The coming years, the protein isolate will be tested by food producers in various products. Approximately 100 kg of protein isolate will be produced from sugar beet leaves by TNO in 2014 in order to facilitate these tests. Production on this scale will allow us to generate accurate numbers regarding sizing of equipment and detailed cost estimates for a full scale production facility.

References

1. UN. 2012. http://esa.un.org/wpp/Documentation/pdf/WPP2012_HIGHLIGHTS.pdf.
2. Barbeau, W. E. 1990. Functional properties of leaf proteins: criteria required in food applications.
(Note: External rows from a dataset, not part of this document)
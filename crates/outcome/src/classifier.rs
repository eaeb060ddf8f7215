//! Replays price history against a trade recommendation and classifies the
//! result. Pure: same inputs, same output, no I/O, input never mutated.

use chrono::{DateTime, Duration, Utc};

use common::{Candle, Direction, Outcome, OutcomePatch, TradeRecommendation};

/// Recommendations older than this are expired without scanning candles.
pub const EXPIRY_DAYS: i64 = 7;

const MS_PER_HOUR: f64 = 3_600_000.0;

/// True when the recommendation's evaluation window has lapsed.
pub fn is_expired(created_at: DateTime<Utc>, now: DateTime<Utc>) -> bool {
    now - created_at > Duration::days(EXPIRY_DAYS)
}

/// Classify one unresolved recommendation against the candles spanning
/// `[created_at, now]`.
///
/// Scan order per candle is deliberate and load-bearing:
/// 1. the stop is tested before any target (conservative bias — a candle
///    whose range covers both resolves as `STOP_HIT`),
/// 2. targets are tested most-distant first (3 → 2 → 1), so a wide candle
///    records the best target it reached.
///
/// No match leaves the record `PENDING` with only `checked_at` moved.
pub fn classify(
    rec: &TradeRecommendation,
    candles: &[Candle],
    now: DateTime<Utc>,
) -> OutcomePatch {
    if is_expired(rec.created_at, now) {
        return OutcomePatch {
            outcome: Outcome::Expired,
            outcome_price: None,
            outcome_time: Some(now),
            target_hit: None,
            hours_to_outcome: None,
            pnl_percentage: None,
            checked_at: now,
        };
    }

    for candle in candles {
        let stop_hit = match rec.direction {
            Direction::Long => candle.low <= rec.stop_price,
            Direction::Short => candle.high >= rec.stop_price,
        };
        if stop_hit {
            return terminal(rec, Outcome::StopHit, rec.stop_price, None, candle.time, now);
        }

        if let Some((index, target_price)) = best_target_reached(rec, candle) {
            return terminal(
                rec,
                Outcome::TargetHit,
                target_price,
                Some(index),
                candle.time,
                now,
            );
        }
    }

    OutcomePatch::pending(now)
}

/// The most distant target this candle's range reached, if any.
fn best_target_reached(rec: &TradeRecommendation, candle: &Candle) -> Option<(i32, f64)> {
    let targets = [
        (3, rec.target3_price),
        (2, rec.target2_price),
        (1, rec.target1_price),
    ];
    for (index, target) in targets {
        let Some(target_price) = target else { continue };
        let reached = match rec.direction {
            Direction::Long => candle.high >= target_price,
            Direction::Short => candle.low <= target_price,
        };
        if reached {
            return Some((index, target_price));
        }
    }
    None
}

fn terminal(
    rec: &TradeRecommendation,
    outcome: Outcome,
    outcome_price: f64,
    target_hit: Option<i32>,
    hit_time: DateTime<Utc>,
    now: DateTime<Utc>,
) -> OutcomePatch {
    let pnl_percentage = match rec.direction {
        Direction::Long => (outcome_price - rec.entry_price) / rec.entry_price * 100.0,
        Direction::Short => (rec.entry_price - outcome_price) / rec.entry_price * 100.0,
    };
    let hours_to_outcome = (hit_time - rec.created_at).num_milliseconds() as f64 / MS_PER_HOUR;

    OutcomePatch {
        outcome,
        outcome_price: Some(outcome_price),
        outcome_time: Some(hit_time),
        target_hit,
        hours_to_outcome: Some(hours_to_outcome),
        pnl_percentage: Some(pnl_percentage),
        checked_at: now,
    }
}

#[cfg(test)]
mod tests {
    use super::*;
    use common::Market;

    fn rec_long(entry: f64, stop: f64, targets: [Option<f64>; 3]) -> TradeRecommendation {
        TradeRecommendation {
            id: "rec-1".into(),
            symbol: "AAPL".into(),
            market: Market::Stock,
            timeframe: "1h".into(),
            direction: Direction::Long,
            entry_price: entry,
            stop_price: stop,
            target1_price: targets[0],
            target2_price: targets[1],
            target3_price: targets[2],
            created_at: Utc::now() - Duration::hours(12),
            outcome: None,
            outcome_price: None,
            outcome_time: None,
            target_hit: None,
            hours_to_outcome: None,
            pnl_percentage: None,
            checked_at: None,
        }
    }

    fn rec_short(entry: f64, stop: f64, targets: [Option<f64>; 3]) -> TradeRecommendation {
        TradeRecommendation {
            direction: Direction::Short,
            ..rec_long(entry, stop, targets)
        }
    }

    fn candle_at(created: DateTime<Utc>, hours: i64, h: f64, l: f64) -> Candle {
        Candle {
            time: created + Duration::hours(hours),
            open: (h + l) / 2.0,
            high: h,
            low: l,
            close: (h + l) / 2.0,
            volume: 1.0,
        }
    }

    #[test]
    fn stop_checked_before_targets_in_same_candle() {
        // One candle spans the stop and all three targets. Conservative bias:
        // the stop wins.
        let rec = rec_long(100.0, 95.0, [Some(105.0), Some(110.0), Some(120.0)]);
        let candle = candle_at(rec.created_at, 2, 125.0, 90.0);
        let patch = classify(&rec, &[candle], Utc::now());

        assert_eq!(patch.outcome, Outcome::StopHit);
        assert_eq!(patch.outcome_price, Some(95.0));
        assert_eq!(patch.target_hit, None);
        assert!((patch.pnl_percentage.unwrap() - -5.0).abs() < 1e-9);
    }

    #[test]
    fn short_target_hit_at_target_price() {
        let rec = rec_short(50.0, 55.0, [Some(45.0), None, None]);
        let candle = candle_at(rec.created_at, 3, 52.0, 44.0);
        let patch = classify(&rec, &[candle], Utc::now());

        assert_eq!(patch.outcome, Outcome::TargetHit);
        assert_eq!(patch.target_hit, Some(1));
        assert_eq!(patch.outcome_price, Some(45.0));
        assert!((patch.pnl_percentage.unwrap() - 10.0).abs() < 1e-9);
    }

    #[test]
    fn most_distant_target_wins_within_one_candle() {
        // Range covers targets 1 and 2 but not the stop: target 2 recorded.
        let rec = rec_long(100.0, 95.0, [Some(105.0), Some(110.0), Some(120.0)]);
        let candle = candle_at(rec.created_at, 2, 112.0, 96.0);
        let patch = classify(&rec, &[candle], Utc::now());

        assert_eq!(patch.outcome, Outcome::TargetHit);
        assert_eq!(patch.target_hit, Some(2));
        assert_eq!(patch.outcome_price, Some(110.0));
    }

    #[test]
    fn expiry_short_circuits_before_scanning() {
        let mut rec = rec_long(100.0, 95.0, [Some(105.0), None, None]);
        rec.created_at = Utc::now() - Duration::days(8);
        // This candle would be a target hit, but the window lapsed first.
        let candle = candle_at(rec.created_at, 2, 110.0, 99.0);
        let patch = classify(&rec, &[candle], Utc::now());

        assert_eq!(patch.outcome, Outcome::Expired);
        assert_eq!(patch.outcome_price, None);
        assert_eq!(patch.pnl_percentage, None);
    }

    #[test]
    fn no_hit_stays_pending_with_checked_at() {
        let rec = rec_long(100.0, 95.0, [Some(105.0), None, None]);
        let candles = [
            candle_at(rec.created_at, 1, 102.0, 98.0),
            candle_at(rec.created_at, 2, 103.0, 99.0),
        ];
        let now = Utc::now();
        let patch = classify(&rec, &candles, now);

        assert_eq!(patch, OutcomePatch::pending(now));
    }

    #[test]
    fn earliest_hitting_candle_decides() {
        // The stop is breached in hour 2, a target in hour 5: the scan stops
        // at the first terminal candle.
        let rec = rec_long(100.0, 95.0, [Some(105.0), None, None]);
        let candles = [
            candle_at(rec.created_at, 1, 101.0, 99.0),
            candle_at(rec.created_at, 2, 101.0, 94.0),
            candle_at(rec.created_at, 5, 110.0, 100.0),
        ];
        let patch = classify(&rec, &candles, Utc::now());

        assert_eq!(patch.outcome, Outcome::StopHit);
        assert_eq!(patch.outcome_time, Some(candles[1].time));
        assert!((patch.hours_to_outcome.unwrap() - 2.0).abs() < 1e-9);
    }

    #[test]
    fn short_stop_precedence_mirrors_long() {
        let rec = rec_short(50.0, 55.0, [Some(45.0), None, None]);
        // Candle covers both the stop (high ≥ 55) and the target (low ≤ 45).
        let candle = candle_at(rec.created_at, 1, 56.0, 44.0);
        let patch = classify(&rec, &[candle], Utc::now());

        assert_eq!(patch.outcome, Outcome::StopHit);
        assert_eq!(patch.outcome_price, Some(55.0));
        assert!((patch.pnl_percentage.unwrap() - -10.0).abs() < 1e-9);
    }

    #[test]
    fn missing_targets_are_skipped() {
        // Only target2 configured; a candle reaching it records index 2.
        let rec = rec_long(100.0, 95.0, [None, Some(110.0), None]);
        let candle = candle_at(rec.created_at, 1, 111.0, 99.0);
        let patch = classify(&rec, &[candle], Utc::now());

        assert_eq!(patch.outcome, Outcome::TargetHit);
        assert_eq!(patch.target_hit, Some(2));
    }

    #[test]
    fn hours_to_outcome_uses_candle_time() {
        let rec = rec_long(100.0, 95.0, [Some(105.0), None, None]);
        let candle = candle_at(rec.created_at, 36, 106.0, 100.0);
        let patch = classify(&rec, &[candle], Utc::now());

        assert!((patch.hours_to_outcome.unwrap() - 36.0).abs() < 1e-9);
        assert!((patch.pnl_percentage.unwrap() - 5.0).abs() < 1e-9);
    }
}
Italian journal of food science 4:213-225.
3. Barbeau, W. E. and J. E. Kinsella. 1988. Ribulose bisphosphate carboxylase/oxygenase
(rubisco) from green leaves - potential as food protein. Food Rev. Int. 4:93-127.
4. Leduc, V., de Laval, A.D., Ledent, C., Mairesse, M. Respiratory allergy to leaf proteins involvement of a new allergen. Revue française dâ??allergologie et dâ??immunologie Clinique
2008, 48, 521-525
5. FAO. 2011. www.fao.org/DOCREP/005/AC854T/AC854T00.htm#TOCOnline.